Determine how many lines of the data include the word "MetricsConfig", and write only that number.
····················
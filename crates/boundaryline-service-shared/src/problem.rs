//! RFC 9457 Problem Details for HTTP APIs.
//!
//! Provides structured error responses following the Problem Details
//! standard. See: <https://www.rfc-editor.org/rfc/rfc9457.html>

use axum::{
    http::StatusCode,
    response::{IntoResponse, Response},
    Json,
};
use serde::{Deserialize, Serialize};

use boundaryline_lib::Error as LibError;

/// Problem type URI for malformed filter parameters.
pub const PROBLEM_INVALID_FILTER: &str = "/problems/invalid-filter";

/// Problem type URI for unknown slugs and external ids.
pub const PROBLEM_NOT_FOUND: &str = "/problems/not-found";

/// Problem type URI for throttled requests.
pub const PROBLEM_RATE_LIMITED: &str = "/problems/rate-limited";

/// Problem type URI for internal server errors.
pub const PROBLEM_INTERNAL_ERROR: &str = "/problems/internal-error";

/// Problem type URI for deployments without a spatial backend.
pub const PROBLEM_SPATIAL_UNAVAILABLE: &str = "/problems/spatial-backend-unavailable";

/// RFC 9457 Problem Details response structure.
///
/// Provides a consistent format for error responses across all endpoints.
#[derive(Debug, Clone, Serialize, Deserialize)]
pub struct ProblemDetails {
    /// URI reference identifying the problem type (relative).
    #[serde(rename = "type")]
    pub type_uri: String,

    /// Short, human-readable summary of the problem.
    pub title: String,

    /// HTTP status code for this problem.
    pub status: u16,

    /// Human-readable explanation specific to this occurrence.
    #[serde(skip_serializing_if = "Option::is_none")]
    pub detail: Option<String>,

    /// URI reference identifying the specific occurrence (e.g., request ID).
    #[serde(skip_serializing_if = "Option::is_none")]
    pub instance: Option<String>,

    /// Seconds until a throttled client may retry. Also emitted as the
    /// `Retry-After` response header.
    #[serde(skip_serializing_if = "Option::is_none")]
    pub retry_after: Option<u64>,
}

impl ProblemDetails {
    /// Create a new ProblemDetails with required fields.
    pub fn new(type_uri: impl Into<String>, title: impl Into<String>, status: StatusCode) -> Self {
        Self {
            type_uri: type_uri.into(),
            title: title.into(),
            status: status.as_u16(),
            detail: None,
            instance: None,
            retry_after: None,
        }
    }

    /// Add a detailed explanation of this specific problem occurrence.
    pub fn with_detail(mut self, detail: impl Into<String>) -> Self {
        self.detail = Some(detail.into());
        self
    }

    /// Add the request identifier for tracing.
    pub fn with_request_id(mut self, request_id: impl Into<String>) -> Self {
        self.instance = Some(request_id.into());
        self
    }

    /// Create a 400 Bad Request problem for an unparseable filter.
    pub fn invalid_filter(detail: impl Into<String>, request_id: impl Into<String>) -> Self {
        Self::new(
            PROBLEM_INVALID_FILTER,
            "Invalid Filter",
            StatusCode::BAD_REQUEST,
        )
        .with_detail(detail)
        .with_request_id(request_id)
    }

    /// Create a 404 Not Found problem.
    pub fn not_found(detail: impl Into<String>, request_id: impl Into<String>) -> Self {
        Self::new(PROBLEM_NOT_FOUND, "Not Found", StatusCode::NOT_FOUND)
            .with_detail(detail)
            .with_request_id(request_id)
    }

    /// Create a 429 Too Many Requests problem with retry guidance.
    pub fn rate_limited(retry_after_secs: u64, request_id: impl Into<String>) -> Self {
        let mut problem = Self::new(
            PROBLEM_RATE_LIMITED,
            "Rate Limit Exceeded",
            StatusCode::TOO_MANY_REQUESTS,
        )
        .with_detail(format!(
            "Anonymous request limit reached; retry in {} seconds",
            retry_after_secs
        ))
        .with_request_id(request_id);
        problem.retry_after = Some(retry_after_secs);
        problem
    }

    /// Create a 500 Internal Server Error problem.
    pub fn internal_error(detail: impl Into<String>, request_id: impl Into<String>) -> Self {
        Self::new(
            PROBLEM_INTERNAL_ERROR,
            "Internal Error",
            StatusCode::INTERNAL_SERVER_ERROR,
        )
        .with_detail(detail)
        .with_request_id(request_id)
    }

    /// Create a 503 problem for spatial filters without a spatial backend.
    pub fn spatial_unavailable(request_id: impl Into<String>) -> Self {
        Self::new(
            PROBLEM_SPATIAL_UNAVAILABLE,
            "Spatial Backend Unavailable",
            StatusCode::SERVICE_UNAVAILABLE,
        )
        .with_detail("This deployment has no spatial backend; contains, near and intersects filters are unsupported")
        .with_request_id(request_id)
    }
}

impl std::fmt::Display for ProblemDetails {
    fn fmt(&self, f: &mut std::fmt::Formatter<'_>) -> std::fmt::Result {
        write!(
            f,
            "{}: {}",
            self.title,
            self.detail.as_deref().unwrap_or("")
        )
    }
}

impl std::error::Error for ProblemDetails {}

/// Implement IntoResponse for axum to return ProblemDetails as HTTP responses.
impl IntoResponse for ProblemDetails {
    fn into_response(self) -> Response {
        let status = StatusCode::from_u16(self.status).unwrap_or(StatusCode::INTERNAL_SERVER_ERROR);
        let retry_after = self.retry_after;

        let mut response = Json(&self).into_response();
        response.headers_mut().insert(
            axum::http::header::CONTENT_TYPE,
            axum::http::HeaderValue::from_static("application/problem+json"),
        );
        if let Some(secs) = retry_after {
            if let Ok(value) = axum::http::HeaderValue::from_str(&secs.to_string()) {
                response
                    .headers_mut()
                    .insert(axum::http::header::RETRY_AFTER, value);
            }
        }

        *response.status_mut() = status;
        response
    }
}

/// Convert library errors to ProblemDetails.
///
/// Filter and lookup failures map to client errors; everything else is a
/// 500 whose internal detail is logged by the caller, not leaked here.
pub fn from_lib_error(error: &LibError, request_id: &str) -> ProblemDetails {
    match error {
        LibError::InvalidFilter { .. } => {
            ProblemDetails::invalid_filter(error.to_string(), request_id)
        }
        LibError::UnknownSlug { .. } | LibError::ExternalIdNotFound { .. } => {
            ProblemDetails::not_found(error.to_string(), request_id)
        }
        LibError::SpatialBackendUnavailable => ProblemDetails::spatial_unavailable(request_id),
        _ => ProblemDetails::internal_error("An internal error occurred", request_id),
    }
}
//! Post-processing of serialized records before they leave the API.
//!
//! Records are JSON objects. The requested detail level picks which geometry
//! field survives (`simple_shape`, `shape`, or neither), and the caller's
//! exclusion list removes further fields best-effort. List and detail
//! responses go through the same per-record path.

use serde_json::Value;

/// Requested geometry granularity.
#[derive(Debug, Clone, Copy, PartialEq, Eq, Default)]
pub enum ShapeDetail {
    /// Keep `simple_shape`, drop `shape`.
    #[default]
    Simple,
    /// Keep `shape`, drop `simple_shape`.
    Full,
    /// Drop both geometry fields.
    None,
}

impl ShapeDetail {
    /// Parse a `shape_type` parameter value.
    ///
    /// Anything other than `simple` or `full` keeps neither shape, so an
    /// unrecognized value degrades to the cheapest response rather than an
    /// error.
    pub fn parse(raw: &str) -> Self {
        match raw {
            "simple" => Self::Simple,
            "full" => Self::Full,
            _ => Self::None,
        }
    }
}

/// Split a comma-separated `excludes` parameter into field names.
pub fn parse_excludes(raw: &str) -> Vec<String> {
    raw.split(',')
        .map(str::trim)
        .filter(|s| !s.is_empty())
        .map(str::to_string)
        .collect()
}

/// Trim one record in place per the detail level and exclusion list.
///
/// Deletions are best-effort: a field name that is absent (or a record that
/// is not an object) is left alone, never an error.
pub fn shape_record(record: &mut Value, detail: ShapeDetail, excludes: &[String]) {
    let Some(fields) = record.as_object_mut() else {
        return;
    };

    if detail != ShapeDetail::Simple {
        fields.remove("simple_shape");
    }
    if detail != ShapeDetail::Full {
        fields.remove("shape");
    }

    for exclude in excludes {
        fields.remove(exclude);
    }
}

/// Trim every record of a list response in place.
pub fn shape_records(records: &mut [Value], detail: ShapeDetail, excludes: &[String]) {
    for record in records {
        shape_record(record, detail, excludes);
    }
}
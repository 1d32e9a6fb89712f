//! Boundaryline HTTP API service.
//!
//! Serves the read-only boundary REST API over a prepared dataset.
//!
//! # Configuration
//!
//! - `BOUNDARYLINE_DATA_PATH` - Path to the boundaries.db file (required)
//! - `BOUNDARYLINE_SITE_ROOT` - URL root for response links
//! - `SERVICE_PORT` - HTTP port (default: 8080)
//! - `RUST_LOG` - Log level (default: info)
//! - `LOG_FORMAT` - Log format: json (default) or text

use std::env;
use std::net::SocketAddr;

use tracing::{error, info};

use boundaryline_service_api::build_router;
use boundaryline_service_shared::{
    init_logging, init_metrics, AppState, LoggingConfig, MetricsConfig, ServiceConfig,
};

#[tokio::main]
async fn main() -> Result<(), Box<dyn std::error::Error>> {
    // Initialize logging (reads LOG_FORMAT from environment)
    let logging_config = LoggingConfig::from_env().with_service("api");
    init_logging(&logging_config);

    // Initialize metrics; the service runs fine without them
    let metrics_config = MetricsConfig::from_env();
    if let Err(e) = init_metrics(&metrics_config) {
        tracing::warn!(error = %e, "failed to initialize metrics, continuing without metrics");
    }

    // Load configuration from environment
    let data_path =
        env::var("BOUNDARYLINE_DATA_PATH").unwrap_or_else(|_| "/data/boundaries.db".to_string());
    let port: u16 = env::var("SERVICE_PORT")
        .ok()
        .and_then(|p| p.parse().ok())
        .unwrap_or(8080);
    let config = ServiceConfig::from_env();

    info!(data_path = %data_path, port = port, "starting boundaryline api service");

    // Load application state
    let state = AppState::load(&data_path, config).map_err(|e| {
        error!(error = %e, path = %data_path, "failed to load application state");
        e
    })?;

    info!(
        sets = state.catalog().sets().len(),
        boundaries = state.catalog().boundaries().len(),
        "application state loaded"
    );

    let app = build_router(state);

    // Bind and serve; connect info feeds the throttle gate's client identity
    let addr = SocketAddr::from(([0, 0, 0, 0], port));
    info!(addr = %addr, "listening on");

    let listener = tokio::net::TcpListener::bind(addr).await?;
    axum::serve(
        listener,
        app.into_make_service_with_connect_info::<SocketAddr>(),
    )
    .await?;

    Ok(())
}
····················
Written answer: 2